The Courts Can't Oversee Us! FHFA's Extraordinary Argument Before The U.S. Court Of Appeals

|
Includes: FMCC, FNMA
by: Wayne Olson, CFA

Summary

The GSEs are essentially public utilities. The FHFA’s duties as a regulator of the GSEs are essentially the same as those of a public utility regulator.

As argued by FHFA’s attorney before the U.S. Court of Appeals, the FHFA as regulator has extraordinary authority, with no judicial oversight of its actions. This is regulation on steroids.

That is not how public utility regulation ordinarily works. Public utility regulators should be subject to oversight by the executive branch, the judiciary, and the courts.

It is hard to imagine that a court would think that government actions to expropriate assets from investors and de facto nationalization cannot be overseen by the courts.

This case is very important for GSE common and preferred investors. Investors should do their own due diligence.

Q1. What is the purpose of this Seeking Alpha article?

A1. I discuss selected issues raised in the oral arguments before Judges Brown, Ginsburg, and Millett at the U.S. Court of Appeals, D.C. Circuit on Friday, April 15, 2016.

I will focus primarily on responding to the arguments of the attorney that argues on behalf of the Federal Housing and Finance Agency (FHFA).

Note that while this case is very important for Freddie Mac (OTCQB:FMCC) and Fannie Mae (OTCQB:FNMA) common and preferred investors, I do not provide detailed analysis of the investment prospects of FMCC, FNMA, and the GSE preferred stocks in this article, although I have discussed those issues here and here.

It is hard to imagine that a court would think that government actions to expropriate assets from investors and de facto nationalization cannot be overseen by the courts. But that is (arguably) the issue before this court. Therefore, it is particularly important that investors in these government sponsored enterprises (GSEs) do their own due diligence.

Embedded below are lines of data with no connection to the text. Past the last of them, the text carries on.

//! Number objects.

use log::debug;

/// A PDF number. Integers and reals are kept apart so that operands like
/// bits-per-component or array indices survive exactly.
#[derive(Clone, Copy, Debug, PartialEq)]
pub struct Number(pub(crate) InternalNumber);

#[derive(Clone, Copy, Debug, PartialEq)]
pub(crate) enum InternalNumber {
    Integer(i64),
    Real(f64),
}

impl Number {
    /// Zero as an integer.
    pub const ZERO: Self = Self(InternalNumber::Integer(0));

    /// Create an integer number.
    pub fn from_i64(num: i64) -> Self {
        Self(InternalNumber::Integer(num))
    }

    /// Create a real number.
    pub fn from_f64(num: f64) -> Self {
        Self(InternalNumber::Real(num))
    }

    /// Whether the number was written without a fractional part.
    pub fn is_integer(&self) -> bool {
        matches!(self.0, InternalNumber::Integer(_))
    }

    /// The number as an `f64`.
    pub fn as_f64(&self) -> f64 {
        match self.0 {
            InternalNumber::Integer(i) => i as f64,
            InternalNumber::Real(r) => r,
        }
    }

    /// The number as an `f32`.
    pub fn as_f32(&self) -> f32 {
        self.as_f64() as f32
    }

    /// The number as an `i64`, truncating reals.
    pub fn as_i64(&self) -> i64 {
        match self.0 {
            InternalNumber::Integer(i) => i,
            InternalNumber::Real(r) => {
                if r.trunc() != r {
                    debug!("real {r} was truncated to an integer");
                }

                r as i64
            }
        }
    }

    /// Parse the body of a numeric token.
    ///
    /// PDF producers emit oddities like `--5`, `4.` or `.5`; these are read
    /// leniently. Returns `None` if no digit is present at all.
    pub(crate) fn parse(bytes: &[u8]) -> Option<Self> {
        let mut idx = 0;
        let mut negative = false;

        while let Some(b) = bytes.get(idx).copied() {
            match b {
                b'-' => negative = !negative,
                b'+' => {}
                _ => break,
            }

            idx += 1;
        }

        let mut int_part: i64 = 0;
        let mut literal = String::new();
        let mut seen_dot = false;
        let mut seen_digit = false;
        let mut overflow = false;

        for b in bytes[idx..].iter().copied() {
            match b {
                b'0'..=b'9' => {
                    seen_digit = true;
                    literal.push(b as char);

                    if !seen_dot {
                        let digit = (b - b'0') as i64;

                        match int_part.checked_mul(10).and_then(|v| v.checked_add(digit)) {
                            Some(v) => int_part = v,
                            None => overflow = true,
                        }
                    }
                }
                b'.' if !seen_dot => {
                    seen_dot = true;
                    literal.push('.');
                }
                // A second dot or a stray sign ends the number.
                _ => break,
            }
        }

        if !seen_digit {
            return None;
        }

        if seen_dot || overflow {
            let value = format!("0{literal}").parse::<f64>().ok()?;

            Some(Self::from_f64(if negative { -value } else { value }))
        } else {
            Some(Self::from_i64(if negative { -int_part } else { int_part }))
        }
    }
}

impl From<i64> for Number {
    fn from(value: i64) -> Self {
        Self::from_i64(value)
    }
}

impl From<f64> for Number {
    fn from(value: f64) -> Self {
        Self::from_f64(value)
    }
}

#[cfg(test)]
mod tests {
    use super::Number;

    #[test]
    fn integers() {
        assert_eq!(Number::parse(b"34"), Some(Number::from_i64(34)));
        assert_eq!(Number::parse(b"+17"), Some(Number::from_i64(17)));
        assert_eq!(Number::parse(b"-98"), Some(Number::from_i64(-98)));
        assert_eq!(Number::parse(b"0"), Some(Number::ZERO));
    }

    #[test]
    fn reals() {
        assert_eq!(Number::parse(b"34.5").unwrap().as_f64(), 34.5);
        assert_eq!(Number::parse(b"-.002").unwrap().as_f64(), -0.002);
        assert_eq!(Number::parse(b"4.").unwrap().as_f64(), 4.0);
        assert!(!Number::parse(b"4.").unwrap().is_integer());
    }

    #[test]
    fn lenient() {
        assert_eq!(Number::parse(b"--5"), Some(Number::from_i64(5)));
        assert_eq!(Number::parse(b"1.2.3").unwrap().as_f64(), 1.2);
        assert_eq!(Number::parse(b"-"), None);
    }
}
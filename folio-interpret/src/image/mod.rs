//! Decoding image XObjects and inline images into bitmaps.
//!
//! Decoding tries progressively more manual strategies:
//!
//! 1. The raw data is handed to a codec directly, for PNG or JPEG files that
//!    were embedded as-is.
//! 2. The declared filters are applied one by one, retrying the codecs after
//!    each step.
//! 3. Data that looks like a TIFF file is decoded as such.
//! 4. Otherwise, the data is treated as packed samples in the color space
//!    of the image, which covers the vast majority of images in practice.
//!
//! Soft masks, stencil masks and color key masks are applied afterwards, and
//! the result is always a premultiplied RGBA bitmap.

mod codec;
mod sample;

use crate::color::{AlphaColor, ColorSpace};
use crate::context::LoadContext;
use crate::interpret::InterpreterWarning;
use folio_syntax::filter::FilterChain;
use folio_syntax::object::keys::*;
use folio_syntax::object::{Dict, Name, Object, Stream};
use image::RgbaImage;
use log::warn;
use sample::Layout;
use smallvec::SmallVec;
use std::borrow::Cow;
use std::fmt;
use std::sync::Arc;

/// A premultiplied RGBA8 bitmap. Cloning is cheap.
#[derive(Clone, PartialEq, Eq)]
pub struct Bitmap {
    width: u32,
    height: u32,
    data: Arc<[u8]>,
    interpolate: bool,
}

impl fmt::Debug for Bitmap {
    fn fmt(&self, f: &mut fmt::Formatter<'_>) -> fmt::Result {
        f.debug_struct("Bitmap")
            .field("width", &self.width)
            .field("height", &self.height)
            .field("interpolate", &self.interpolate)
            .finish_non_exhaustive()
    }
}

impl Bitmap {
    /// Create a bitmap from premultiplied RGBA8 data.
    ///
    /// Returns `None` if the data does not match the dimensions.
    pub fn new(width: u32, height: u32, data: Vec<u8>, interpolate: bool) -> Option<Self> {
        if data.len() != width as usize * height as usize * 4 {
            return None;
        }

        Some(Self {
            width,
            height,
            data: data.into(),
            interpolate,
        })
    }

    fn from_straight(width: u32, height: u32, mut data: Vec<u8>, interpolate: bool) -> Option<Self> {
        for pixel in data.chunks_exact_mut(4) {
            let a = pixel[3] as u16;

            if a != 255 {
                for c in &mut pixel[..3] {
                    *c = ((*c as u16 * a + 127) / 255) as u8;
                }
            }
        }

        Self::new(width, height, data, interpolate)
    }

    fn from_coverage(width: u32, height: u32, coverage: &[u8], interpolate: bool) -> Option<Self> {
        let data = coverage.iter().flat_map(|c| [0, 0, 0, *c]).collect();

        Self::new(width, height, data, interpolate)
    }

    /// The width in pixels.
    pub fn width(&self) -> u32 {
        self.width
    }

    /// The height in pixels.
    pub fn height(&self) -> u32 {
        self.height
    }

    /// The premultiplied RGBA8 data, row by row from the top.
    pub fn data(&self) -> &[u8] {
        &self.data
    }

    /// Whether the image asks to be smoothed when scaled up.
    pub fn interpolate(&self) -> bool {
        self.interpolate
    }

    /// The pixel at the given position.
    pub fn pixel(&self, x: u32, y: u32) -> Option<[u8; 4]> {
        if x >= self.width || y >= self.height {
            return None;
        }

        let idx = (y as usize * self.width as usize + x as usize) * 4;

        self.data.get(idx..idx + 4)?.try_into().ok()
    }

    /// Replace the color of every pixel with `color`, keeping the alpha
    /// of the bitmap as coverage.
    pub fn recolored(&self, color: AlphaColor) -> Self {
        let [r, g, b, a] = color.premultiplied();

        let data = self
            .data
            .chunks_exact(4)
            .flat_map(|p| {
                let cov = p[3] as f32 / 255.0;

                [r, g, b, a].map(|c| (c * cov * 255.0 + 0.5) as u8)
            })
            .collect::<Vec<_>>();

        Self {
            data: data.into(),
            ..self.clone()
        }
    }

    /// Scale the opacity of the bitmap.
    pub fn faded(&self, alpha: f32) -> Self {
        if alpha >= 1.0 {
            return self.clone();
        }

        let alpha = alpha.max(0.0);
        let data = self
            .data
            .iter()
            .map(|c| (*c as f32 * alpha + 0.5) as u8)
            .collect::<Vec<_>>();

        Self {
            data: data.into(),
            ..self.clone()
        }
    }
}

Q2. Please discuss FHFA's argument.

A2. During oral argument, FHFA's attorney, Howard N. Cayne of Arnold & Porter, made a remarkable argument (audio of the oral argument in Perry Capital LLC v. Jacob Lew is here). FHFA's attorney argues that the agency as regulator can replace the traditional regulation of the GSEs' capitalization levels with support from the Senior Preferred Stock Support Agreements (SPSPAs) without any scrutiny by the courts. [This article will be updated to quote and cite the transcript once that transcript is available.]

This truly is regulation on steroids. The courts, as Judge Millett noted during oral arguments, generally give the courts considerable discretion as to the details of regulation-and this seems to be especially true with respect to the actions of a conservator. Nevertheless, it is remarkable that FHFA's attorney would so aggressively assert a regulator's immunity from oversight by the courts. [Note that under Section 4623, a regulatory action can be overturned by the courts "only if the court finds, on the record on which the Director acted, that the action of the Director was arbitrary, capricious, an abuse of discretion, or otherwise not in accordance with applicable laws."]

Q3. Are regulators normally subject to oversight by the courts?

A3. Yes. Courts tend to be interested in ensuring that regulators act in a manner consistent with their statutory authority. Some timely examples include: (1) SCOTUS agreed to review Environmental Protection Agency (EPA) regulatory actions with respect to its Clean Power Plan; (2) SCOTUS agreed to hear a case on EPA's regulation of mercury; (3) the Court of Appeals (DC) is examining Federal Communication Commission (FCC) "net neutrality" rules; and (4) SCOTUS recently found that the Federal Energy Regulatory Commission (FERC) had the statutory authority to issue its "wholesale demand response" rule. These are just a few of the many examples of a court deciding whether or not a regulator implemented public policy in a manner consistent with its statutory authority.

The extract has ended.